Wow that is a really cool fossil. So well preserved... I can imagine scurrying around the undergrowth, though I wouldn't be surprised if it lived elsewhere.
 
Wow that is a really cool fossil. So well preserved... I can imagine scurrying around the undergrowth, though I wouldn't be surprised if it lived elsewhere.

Oh, you're totally right. The plate of rock is typical fine-grain sediment, it has somehow managed to find itself on the bottom of a lake (this preserving it so well)
the area at the time, in todays northern China, was densely forested, scattered with lakes, kind of like a tropical Finland, and teemed with wildlife

Sinosauropteryx would probably have scurried around, just like you imagine, in the undergrowth, snatching up whatever snack it could find, tearing it apart if it could, for then to swallow the pieces whole, like a little bastard (dinosaurs, like birds and crocs, did not chew, with the exception of hadrosaurs "duck billed dinosaurs")
 
Damn it, now I want to binge watch Walking with the Dinosaurs all over again.

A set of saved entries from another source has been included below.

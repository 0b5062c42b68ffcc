use super::{MarkedPair, Renderer};
use crate::{DiffSegment, SegmentKind};

/// Side-by-side HTML: removed and added text wrapped in classed spans, with a
/// placeholder span on the opposite side so both columns keep the same flow.
#[derive(Debug, Clone)]
pub struct HtmlRenderer {
    removed_class: String,
    added_class: String,
    placeholder_class: String,
}

impl Default for HtmlRenderer {
    fn default() -> Self {
        Self {
            removed_class: "diff-removed".to_string(),
            added_class: "diff-added".to_string(),
            placeholder_class: "diff-phantom".to_string(),
        }
    }
}

impl HtmlRenderer {
    pub fn new() -> Self {
        Self::default()
    }

    /// CSS class for removed text on the old side
    pub fn removed_class(mut self, class: impl Into<String>) -> Self {
        self.removed_class = class.into();
        self
    }

    /// CSS class for added text on the new side
    pub fn added_class(mut self, class: impl Into<String>) -> Self {
        self.added_class = class.into();
        self
    }

    /// CSS class for the invisible stand-in on the opposite side
    pub fn placeholder_class(mut self, class: impl Into<String>) -> Self {
        self.placeholder_class = class.into();
        self
    }

    fn span(&self, class: &str, markup: &str) -> String {
        format!(r#"<span class="{}">{}</span>"#, escape_html(class), markup)
    }
}

impl Renderer for HtmlRenderer {
    fn render(&self, segments: &[DiffSegment]) -> MarkedPair {
        let mut pair = MarkedPair::default();
        for segment in segments {
            let markup = escape_html(&segment.text).replace('\n', "<br>");
            match segment.kind {
                SegmentKind::Common => {
                    pair.old.push_str(&markup);
                    pair.new.push_str(&markup);
                }
                SegmentKind::Removed => {
                    pair.old.push_str(&self.span(&self.removed_class, &markup));
                    pair.new.push_str(&self.span(&self.placeholder_class, &markup));
                }
                SegmentKind::Added => {
                    pair.old.push_str(&self.span(&self.placeholder_class, &markup));
                    pair.new.push_str(&self.span(&self.added_class, &markup));
                }
            }
        }
        pair
    }
}

/// Escape the characters that are significant in HTML text and attributes.
pub fn escape_html(text: &str) -> String {
    let mut result = String::with_capacity(text.len());
    for ch in text.chars() {
        match ch {
            '&' => result.push_str("&amp;"),
            '<' => result.push_str("&lt;"),
            '>' => result.push_str("&gt;"),
            '"' => result.push_str("&quot;"),
            '\'' => result.push_str("&#039;"),
            _ => result.push(ch),
        }
    }
    result
}
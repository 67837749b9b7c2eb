//! Shared value types and the error taxonomy.

pub mod error;
pub mod record;

pub use error::{Result, StoreError};
pub use record::{Record, DELETED_KEY, EMPTY_KEY, RECORD_SIZE};
//! Interactive host for the extendible-hash store.
#![forbid(unsafe_code)]

use std::error::Error;
use std::fs::File;
use std::io::{self, BufReader};
use std::path::PathBuf;

use clap::{Parser, ValueEnum};
use exhash::{cli::Session, logging::init_logging, HashKind, StoreOptions, Synchronous};

#[derive(Parser, Debug)]
#[command(
    name = "exhash",
    version,
    about = "Run store commands (N, A, U, R, G, PD, PF, S) from stdin or a script"
)]
struct Cli {
    #[arg(value_name = "SCRIPT", help = "Command file to run instead of stdin")]
    script: Option<PathBuf>,

    #[arg(long, value_name = "FILE", help = "TOML file with store options")]
    config: Option<PathBuf>,

    #[arg(long, value_enum, help = "Hash strategy override")]
    hash: Option<HashArg>,

    #[arg(long, value_enum, help = "Synchronous mode override")]
    synchronous: Option<SynchronousArg>,

    #[arg(
        long,
        env = "EXHASH_LOG",
        default_value = "warn",
        help = "Tracing filter directives written to stderr"
    )]
    log_filter: String,

    #[arg(long, help = "Seed for generated record payloads")]
    seed: Option<u64>,
}

#[derive(Copy, Clone, Debug, Eq, PartialEq, ValueEnum)]
enum HashArg {
    Identity,
    ShiftMult,
    MulXorShift,
    Jenkins,
    XorShiftAdd,
    AddShiftMix,
}

impl From<HashArg> for HashKind {
    fn from(arg: HashArg) -> Self {
        match arg {
            HashArg::Identity => HashKind::Identity,
            HashArg::ShiftMult => HashKind::ShiftMult,
            HashArg::MulXorShift => HashKind::MulXorShift,
            HashArg::Jenkins => HashKind::Jenkins,
            HashArg::XorShiftAdd => HashKind::XorShiftAdd,
            HashArg::AddShiftMix => HashKind::AddShiftMix,
        }
    }
}

#[derive(Copy, Clone, Debug, Eq, PartialEq, ValueEnum)]
enum SynchronousArg {
    Full,
    Normal,
}

impl From<SynchronousArg> for Synchronous {
    fn from(mode: SynchronousArg) -> Self {
        match mode {
            SynchronousArg::Full => Synchronous::Full,
            SynchronousArg::Normal => Synchronous::Normal,
        }
    }
}

fn main() {
    if let Err(err) = run() {
        eprintln!("error: {err}");
        std::process::exit(1);
    }
}

fn run() -> Result<(), Box<dyn Error>> {
    let cli = Cli::parse();
    init_logging(&cli.log_filter)?;

    let mut options = match &cli.config {
        Some(path) => StoreOptions::from_toml_file(path)?,
        None => StoreOptions::default(),
    };
    if let Some(hash) = cli.hash {
        options = options.hash(hash.into());
    }
    if let Some(mode) = cli.synchronous {
        options = options.synchronous(mode.into());
    }

    let mut session = match cli.seed {
        Some(seed) => Session::with_seed(options, seed),
        None => Session::new(options),
    };
    let stdout = io::stdout();
    let mut out = stdout.lock();
    match &cli.script {
        Some(path) => session.run(BufReader::new(File::open(path)?), &mut out)?,
        None => session.run(io::stdin().lock(), &mut out)?,
    }
    Ok(())
}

I never watched it, too OCD for that :D I would just be annoyed at the anthropomorphized behavior in the animations :D
Then again, I guess they kind of have to do that, to make it interesting, since real animals tend to just stand, sit, sleep and/or poop down their legs
 
I never watched it, too OCD for that :D I would just be annoyed at the anthropomorphized behavior in the animations :D
Then again, I guess they kind of have to do that, to make it interesting, since real animals tend to just stand, sit, sleep and/or poop down their legs
Yeah they made up a bunch of plausible stories on certain dinosaurs.